> What the exercise asks:
Going down the data below, set down exactly the line with "column is null" and each line after it through the line with "fn signature(&self) ->"; no other lines.

Stored items:
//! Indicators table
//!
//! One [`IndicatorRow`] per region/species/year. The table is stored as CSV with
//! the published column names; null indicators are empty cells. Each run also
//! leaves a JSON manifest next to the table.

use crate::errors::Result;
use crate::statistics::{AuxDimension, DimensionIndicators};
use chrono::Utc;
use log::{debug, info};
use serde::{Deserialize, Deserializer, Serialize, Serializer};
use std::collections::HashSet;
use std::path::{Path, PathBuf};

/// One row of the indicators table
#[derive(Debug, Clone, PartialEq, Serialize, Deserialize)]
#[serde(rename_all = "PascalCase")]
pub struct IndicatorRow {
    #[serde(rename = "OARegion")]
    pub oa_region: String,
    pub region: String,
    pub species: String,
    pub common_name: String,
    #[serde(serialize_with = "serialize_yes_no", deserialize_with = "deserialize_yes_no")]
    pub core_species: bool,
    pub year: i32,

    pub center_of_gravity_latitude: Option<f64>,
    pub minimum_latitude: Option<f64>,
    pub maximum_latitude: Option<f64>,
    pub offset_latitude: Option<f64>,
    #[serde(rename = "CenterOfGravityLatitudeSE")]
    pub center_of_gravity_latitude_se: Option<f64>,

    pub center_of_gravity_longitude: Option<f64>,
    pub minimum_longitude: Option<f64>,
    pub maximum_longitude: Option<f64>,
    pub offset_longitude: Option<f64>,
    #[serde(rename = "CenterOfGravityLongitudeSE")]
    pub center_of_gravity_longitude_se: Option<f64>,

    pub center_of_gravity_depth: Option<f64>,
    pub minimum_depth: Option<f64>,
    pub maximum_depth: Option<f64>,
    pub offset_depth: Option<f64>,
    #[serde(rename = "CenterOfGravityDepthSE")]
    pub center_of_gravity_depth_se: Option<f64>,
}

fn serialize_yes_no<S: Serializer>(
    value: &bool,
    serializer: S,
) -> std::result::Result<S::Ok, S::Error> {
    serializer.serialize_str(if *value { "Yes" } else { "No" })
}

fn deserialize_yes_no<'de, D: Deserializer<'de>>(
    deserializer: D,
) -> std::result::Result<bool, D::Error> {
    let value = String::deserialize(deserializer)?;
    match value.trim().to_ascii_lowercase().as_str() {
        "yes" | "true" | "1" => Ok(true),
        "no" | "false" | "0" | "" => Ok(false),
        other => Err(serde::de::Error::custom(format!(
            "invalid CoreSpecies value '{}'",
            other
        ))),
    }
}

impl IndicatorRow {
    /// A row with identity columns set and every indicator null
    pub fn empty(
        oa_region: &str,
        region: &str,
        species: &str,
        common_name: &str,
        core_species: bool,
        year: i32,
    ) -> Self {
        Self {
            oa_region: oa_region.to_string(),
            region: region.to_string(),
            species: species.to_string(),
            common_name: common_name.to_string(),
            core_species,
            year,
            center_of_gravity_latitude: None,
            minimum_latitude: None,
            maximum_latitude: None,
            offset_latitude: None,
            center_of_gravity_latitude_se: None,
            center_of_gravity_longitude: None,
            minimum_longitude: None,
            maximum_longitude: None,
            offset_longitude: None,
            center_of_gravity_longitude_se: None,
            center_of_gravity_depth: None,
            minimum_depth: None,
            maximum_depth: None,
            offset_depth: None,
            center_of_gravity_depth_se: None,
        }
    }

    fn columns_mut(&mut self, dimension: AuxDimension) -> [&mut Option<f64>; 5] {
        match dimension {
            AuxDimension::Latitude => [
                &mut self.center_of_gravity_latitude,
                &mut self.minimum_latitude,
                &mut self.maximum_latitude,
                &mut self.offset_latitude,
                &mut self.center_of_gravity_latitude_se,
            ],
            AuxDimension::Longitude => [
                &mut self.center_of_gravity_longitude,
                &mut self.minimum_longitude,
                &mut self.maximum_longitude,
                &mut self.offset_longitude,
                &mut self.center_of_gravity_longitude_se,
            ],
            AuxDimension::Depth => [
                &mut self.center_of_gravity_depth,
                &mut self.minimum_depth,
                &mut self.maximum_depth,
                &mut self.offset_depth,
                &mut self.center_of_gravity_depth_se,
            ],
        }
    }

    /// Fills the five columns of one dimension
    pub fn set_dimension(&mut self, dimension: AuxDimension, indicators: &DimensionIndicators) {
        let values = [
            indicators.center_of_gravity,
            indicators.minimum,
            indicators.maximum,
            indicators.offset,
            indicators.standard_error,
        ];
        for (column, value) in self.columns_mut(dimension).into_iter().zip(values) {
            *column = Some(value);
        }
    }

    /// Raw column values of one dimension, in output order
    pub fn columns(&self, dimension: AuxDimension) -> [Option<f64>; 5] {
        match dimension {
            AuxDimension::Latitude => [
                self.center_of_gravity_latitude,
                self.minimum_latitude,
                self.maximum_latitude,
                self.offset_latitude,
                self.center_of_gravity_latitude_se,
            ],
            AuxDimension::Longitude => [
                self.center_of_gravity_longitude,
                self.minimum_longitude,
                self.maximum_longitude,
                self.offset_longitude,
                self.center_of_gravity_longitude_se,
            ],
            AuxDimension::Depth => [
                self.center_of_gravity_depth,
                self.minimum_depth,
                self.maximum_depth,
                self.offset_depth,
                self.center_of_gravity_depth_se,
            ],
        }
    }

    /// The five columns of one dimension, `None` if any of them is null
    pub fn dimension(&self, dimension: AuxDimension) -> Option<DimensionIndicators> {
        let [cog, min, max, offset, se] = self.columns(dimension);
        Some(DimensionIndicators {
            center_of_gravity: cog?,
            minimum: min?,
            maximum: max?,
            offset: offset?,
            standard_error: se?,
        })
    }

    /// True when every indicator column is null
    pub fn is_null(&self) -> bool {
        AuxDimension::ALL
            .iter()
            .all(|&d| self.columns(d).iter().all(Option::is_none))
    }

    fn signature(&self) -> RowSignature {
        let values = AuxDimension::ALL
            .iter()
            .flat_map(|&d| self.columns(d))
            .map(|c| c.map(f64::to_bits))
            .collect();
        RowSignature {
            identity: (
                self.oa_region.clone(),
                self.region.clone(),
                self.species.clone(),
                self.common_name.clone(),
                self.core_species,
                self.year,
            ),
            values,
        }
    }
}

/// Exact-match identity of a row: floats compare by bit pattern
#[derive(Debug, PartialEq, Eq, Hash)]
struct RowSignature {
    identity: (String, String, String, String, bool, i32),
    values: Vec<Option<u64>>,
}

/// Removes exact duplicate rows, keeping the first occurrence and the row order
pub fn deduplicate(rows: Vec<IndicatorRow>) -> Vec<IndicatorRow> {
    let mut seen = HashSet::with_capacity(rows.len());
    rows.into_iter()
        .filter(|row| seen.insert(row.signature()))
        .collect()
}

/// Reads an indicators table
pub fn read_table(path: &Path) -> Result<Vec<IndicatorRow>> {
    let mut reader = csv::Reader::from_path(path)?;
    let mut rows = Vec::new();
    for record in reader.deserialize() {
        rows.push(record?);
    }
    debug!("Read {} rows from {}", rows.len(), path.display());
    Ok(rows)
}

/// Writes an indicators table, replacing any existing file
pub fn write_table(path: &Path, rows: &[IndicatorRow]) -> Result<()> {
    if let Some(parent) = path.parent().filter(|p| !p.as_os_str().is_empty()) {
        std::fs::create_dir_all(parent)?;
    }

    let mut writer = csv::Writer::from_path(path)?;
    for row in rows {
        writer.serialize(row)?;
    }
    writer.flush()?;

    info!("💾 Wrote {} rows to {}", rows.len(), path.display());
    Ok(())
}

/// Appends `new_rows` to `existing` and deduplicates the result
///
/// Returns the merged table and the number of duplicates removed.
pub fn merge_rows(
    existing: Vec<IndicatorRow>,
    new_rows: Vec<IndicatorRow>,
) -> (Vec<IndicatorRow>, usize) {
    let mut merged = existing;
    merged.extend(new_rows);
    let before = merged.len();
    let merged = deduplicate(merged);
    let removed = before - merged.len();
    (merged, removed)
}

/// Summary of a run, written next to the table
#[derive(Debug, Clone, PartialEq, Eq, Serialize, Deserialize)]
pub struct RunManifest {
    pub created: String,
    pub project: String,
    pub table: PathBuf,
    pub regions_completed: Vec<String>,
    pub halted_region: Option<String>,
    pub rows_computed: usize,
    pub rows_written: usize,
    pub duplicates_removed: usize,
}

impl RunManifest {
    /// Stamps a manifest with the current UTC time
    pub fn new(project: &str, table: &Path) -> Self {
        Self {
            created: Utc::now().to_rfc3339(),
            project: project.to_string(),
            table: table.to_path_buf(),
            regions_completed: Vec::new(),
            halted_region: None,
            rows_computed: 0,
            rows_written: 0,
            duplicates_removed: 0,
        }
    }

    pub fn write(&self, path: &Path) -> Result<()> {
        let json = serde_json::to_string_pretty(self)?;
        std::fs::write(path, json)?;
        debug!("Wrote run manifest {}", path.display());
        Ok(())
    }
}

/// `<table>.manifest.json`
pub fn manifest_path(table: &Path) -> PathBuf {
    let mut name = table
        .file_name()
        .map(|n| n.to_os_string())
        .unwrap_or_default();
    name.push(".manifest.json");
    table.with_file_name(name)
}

> Answer to this task:
    /// True when every indicator column is null
    pub fn is_null(&self) -> bool {
        AuxDimension::ALL
            .iter()
            .all(|&d| self.columns(d).iter().all(Option::is_none))
    }

    fn signature(&self) -> RowSignature {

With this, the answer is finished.